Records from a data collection
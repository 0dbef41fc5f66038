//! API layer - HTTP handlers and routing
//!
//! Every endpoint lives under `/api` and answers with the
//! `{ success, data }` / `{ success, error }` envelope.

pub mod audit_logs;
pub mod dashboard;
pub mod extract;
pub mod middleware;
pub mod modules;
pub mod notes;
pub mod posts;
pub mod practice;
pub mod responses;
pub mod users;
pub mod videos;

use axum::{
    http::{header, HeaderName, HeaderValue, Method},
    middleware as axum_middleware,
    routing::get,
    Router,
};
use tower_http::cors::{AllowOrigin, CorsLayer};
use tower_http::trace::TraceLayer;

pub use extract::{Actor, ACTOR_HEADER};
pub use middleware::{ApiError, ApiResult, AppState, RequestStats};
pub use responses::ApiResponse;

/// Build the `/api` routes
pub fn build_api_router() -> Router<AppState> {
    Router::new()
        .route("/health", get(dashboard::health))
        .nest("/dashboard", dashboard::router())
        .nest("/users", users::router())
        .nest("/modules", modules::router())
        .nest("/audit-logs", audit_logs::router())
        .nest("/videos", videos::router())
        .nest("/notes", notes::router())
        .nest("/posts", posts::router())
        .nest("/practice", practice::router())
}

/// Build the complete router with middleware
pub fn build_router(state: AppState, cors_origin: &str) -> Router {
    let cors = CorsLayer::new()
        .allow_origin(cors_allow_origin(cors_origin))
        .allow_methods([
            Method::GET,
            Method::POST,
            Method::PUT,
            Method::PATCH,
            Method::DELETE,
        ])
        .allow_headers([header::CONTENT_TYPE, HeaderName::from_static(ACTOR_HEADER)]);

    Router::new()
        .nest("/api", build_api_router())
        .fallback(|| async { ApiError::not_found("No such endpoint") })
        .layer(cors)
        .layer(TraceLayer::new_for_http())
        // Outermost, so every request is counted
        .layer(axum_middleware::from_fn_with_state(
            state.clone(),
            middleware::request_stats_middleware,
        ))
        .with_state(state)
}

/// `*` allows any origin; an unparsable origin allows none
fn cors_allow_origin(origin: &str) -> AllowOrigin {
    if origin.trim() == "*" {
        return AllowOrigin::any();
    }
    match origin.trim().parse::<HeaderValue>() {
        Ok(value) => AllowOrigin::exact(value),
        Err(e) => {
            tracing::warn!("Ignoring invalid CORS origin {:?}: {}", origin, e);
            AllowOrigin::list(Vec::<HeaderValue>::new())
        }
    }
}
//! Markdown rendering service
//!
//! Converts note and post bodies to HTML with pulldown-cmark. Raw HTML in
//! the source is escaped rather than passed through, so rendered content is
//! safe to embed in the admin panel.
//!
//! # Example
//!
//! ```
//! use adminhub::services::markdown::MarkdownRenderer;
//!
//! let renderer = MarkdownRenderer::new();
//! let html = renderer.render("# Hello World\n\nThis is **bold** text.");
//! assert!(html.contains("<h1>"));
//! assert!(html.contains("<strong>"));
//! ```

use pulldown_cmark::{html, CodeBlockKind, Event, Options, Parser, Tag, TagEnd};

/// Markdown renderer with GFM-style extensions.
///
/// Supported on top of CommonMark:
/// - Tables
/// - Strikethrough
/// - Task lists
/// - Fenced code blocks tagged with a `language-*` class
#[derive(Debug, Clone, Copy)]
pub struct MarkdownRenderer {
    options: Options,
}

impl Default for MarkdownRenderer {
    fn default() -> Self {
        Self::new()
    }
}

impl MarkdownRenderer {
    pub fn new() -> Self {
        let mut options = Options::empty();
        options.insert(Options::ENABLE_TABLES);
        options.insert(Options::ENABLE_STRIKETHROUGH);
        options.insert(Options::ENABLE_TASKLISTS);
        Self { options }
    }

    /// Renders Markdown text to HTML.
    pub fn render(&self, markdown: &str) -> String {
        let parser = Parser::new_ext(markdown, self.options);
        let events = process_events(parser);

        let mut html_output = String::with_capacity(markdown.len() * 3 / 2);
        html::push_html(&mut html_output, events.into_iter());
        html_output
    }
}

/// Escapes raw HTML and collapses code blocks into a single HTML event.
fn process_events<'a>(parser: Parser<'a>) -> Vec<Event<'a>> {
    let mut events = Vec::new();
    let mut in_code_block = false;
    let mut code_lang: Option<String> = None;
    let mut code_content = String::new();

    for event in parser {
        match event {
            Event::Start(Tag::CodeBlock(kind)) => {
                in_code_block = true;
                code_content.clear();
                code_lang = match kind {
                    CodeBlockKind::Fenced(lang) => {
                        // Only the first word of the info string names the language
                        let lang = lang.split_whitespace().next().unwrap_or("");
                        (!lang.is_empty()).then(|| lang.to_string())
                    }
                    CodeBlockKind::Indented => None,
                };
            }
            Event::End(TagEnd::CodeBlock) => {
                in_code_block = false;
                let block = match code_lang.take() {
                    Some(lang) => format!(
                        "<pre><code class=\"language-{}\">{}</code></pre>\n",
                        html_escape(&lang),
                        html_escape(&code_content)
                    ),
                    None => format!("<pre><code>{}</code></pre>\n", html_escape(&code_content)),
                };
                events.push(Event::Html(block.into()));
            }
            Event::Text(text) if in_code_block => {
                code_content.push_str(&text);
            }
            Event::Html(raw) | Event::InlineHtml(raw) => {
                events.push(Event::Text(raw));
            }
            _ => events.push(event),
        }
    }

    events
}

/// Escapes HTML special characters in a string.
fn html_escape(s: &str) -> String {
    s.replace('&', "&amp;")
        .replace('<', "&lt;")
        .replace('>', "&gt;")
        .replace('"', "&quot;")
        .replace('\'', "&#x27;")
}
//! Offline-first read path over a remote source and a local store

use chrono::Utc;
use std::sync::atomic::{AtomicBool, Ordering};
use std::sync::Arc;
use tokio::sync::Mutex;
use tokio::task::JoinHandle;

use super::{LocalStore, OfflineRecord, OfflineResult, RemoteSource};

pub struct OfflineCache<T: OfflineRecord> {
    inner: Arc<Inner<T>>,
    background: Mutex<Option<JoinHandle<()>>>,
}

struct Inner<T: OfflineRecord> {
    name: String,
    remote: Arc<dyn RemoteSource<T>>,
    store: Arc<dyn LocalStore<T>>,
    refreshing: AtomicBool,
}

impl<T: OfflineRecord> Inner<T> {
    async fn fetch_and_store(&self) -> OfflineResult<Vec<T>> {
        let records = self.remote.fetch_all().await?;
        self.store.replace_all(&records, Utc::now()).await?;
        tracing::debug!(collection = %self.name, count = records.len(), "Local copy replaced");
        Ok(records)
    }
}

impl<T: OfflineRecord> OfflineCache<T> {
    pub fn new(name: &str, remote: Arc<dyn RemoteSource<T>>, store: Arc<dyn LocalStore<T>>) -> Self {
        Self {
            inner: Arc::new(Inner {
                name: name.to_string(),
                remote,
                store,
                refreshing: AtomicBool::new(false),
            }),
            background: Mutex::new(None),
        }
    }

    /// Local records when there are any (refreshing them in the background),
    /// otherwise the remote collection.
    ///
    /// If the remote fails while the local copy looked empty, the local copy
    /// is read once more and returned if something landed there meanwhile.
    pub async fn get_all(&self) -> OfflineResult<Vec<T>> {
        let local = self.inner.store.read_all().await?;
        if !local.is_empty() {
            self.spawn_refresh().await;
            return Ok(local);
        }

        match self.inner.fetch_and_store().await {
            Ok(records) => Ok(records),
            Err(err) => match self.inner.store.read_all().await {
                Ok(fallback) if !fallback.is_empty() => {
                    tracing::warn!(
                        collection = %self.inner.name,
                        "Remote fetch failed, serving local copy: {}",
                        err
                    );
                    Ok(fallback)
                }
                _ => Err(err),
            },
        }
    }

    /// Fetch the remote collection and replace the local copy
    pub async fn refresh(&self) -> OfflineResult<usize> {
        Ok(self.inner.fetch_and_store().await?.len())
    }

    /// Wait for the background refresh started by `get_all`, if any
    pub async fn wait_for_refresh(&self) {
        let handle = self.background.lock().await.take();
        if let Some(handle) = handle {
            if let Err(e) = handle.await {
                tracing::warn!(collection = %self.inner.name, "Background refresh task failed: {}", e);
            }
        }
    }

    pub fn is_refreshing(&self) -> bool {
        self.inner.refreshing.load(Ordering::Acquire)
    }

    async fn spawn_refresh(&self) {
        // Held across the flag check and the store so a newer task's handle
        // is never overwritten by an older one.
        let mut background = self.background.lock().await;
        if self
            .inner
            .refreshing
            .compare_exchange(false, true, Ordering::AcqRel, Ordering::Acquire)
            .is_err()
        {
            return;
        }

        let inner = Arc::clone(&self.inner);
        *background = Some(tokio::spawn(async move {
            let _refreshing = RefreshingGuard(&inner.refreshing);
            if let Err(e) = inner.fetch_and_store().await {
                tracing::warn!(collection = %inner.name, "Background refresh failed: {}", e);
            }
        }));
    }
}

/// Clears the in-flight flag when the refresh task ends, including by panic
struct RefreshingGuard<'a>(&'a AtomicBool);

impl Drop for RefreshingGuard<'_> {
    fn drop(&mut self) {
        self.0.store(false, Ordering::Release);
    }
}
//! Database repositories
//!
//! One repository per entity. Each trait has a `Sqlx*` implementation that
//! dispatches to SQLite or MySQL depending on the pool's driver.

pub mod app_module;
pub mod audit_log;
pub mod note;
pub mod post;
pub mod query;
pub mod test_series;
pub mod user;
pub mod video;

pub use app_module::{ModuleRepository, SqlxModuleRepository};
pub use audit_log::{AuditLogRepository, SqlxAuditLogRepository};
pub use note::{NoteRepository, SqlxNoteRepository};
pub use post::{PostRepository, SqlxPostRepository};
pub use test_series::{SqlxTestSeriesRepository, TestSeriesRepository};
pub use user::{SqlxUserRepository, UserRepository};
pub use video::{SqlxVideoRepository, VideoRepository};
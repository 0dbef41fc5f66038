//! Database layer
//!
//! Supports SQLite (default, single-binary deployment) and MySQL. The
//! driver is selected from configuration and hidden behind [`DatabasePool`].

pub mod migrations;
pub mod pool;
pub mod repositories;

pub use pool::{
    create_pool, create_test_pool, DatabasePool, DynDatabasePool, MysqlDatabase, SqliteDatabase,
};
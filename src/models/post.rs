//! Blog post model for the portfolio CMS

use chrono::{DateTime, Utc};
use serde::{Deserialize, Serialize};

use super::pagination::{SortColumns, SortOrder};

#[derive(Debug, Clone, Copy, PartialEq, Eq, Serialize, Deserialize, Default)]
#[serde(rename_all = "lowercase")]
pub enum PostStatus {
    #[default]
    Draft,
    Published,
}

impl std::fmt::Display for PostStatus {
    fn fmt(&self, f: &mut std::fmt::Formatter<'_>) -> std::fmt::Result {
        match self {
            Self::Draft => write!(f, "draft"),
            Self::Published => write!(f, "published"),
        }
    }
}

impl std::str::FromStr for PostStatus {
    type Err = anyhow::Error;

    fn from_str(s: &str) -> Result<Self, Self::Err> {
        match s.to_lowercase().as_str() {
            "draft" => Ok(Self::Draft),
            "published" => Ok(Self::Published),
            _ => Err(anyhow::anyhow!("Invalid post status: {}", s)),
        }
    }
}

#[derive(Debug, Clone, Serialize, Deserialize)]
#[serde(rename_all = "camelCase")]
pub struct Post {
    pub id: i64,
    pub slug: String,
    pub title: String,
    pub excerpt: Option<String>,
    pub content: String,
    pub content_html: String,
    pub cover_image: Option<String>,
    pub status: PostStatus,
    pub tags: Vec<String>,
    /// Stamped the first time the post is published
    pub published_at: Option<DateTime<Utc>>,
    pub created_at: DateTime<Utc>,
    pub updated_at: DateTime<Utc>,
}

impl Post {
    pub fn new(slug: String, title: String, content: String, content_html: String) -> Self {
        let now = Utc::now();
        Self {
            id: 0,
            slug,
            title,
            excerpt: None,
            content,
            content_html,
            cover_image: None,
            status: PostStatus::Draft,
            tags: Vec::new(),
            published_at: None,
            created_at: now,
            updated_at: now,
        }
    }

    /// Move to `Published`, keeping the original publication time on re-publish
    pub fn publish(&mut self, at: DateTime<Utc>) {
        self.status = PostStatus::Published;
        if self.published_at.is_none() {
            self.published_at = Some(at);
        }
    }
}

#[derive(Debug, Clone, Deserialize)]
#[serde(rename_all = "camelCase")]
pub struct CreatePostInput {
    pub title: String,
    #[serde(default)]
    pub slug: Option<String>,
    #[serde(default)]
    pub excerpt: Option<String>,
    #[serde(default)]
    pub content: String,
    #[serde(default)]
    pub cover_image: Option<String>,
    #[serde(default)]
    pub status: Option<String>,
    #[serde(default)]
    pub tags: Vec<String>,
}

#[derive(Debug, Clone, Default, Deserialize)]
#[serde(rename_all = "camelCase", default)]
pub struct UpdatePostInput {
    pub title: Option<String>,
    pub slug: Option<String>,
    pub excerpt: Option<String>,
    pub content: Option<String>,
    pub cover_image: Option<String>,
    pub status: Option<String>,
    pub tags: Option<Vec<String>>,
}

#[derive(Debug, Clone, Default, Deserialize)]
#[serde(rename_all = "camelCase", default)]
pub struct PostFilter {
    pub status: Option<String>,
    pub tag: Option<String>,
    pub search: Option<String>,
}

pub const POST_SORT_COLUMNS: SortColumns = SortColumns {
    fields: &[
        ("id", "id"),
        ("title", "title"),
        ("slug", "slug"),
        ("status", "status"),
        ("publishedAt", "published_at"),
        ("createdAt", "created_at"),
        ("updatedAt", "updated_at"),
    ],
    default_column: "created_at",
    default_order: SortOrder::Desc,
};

What to work on: Go through the data and show every line where "Deserialize" occurs.

Written reply:
use serde::{Deserialize, Serialize};
#[derive(Debug, Clone, Copy, PartialEq, Eq, Serialize, Deserialize, Default)]
#[derive(Debug, Clone, Serialize, Deserialize)]
#[derive(Debug, Clone, Deserialize)]
#[derive(Debug, Clone, Default, Deserialize)]
#[derive(Debug, Clone, Default, Deserialize)]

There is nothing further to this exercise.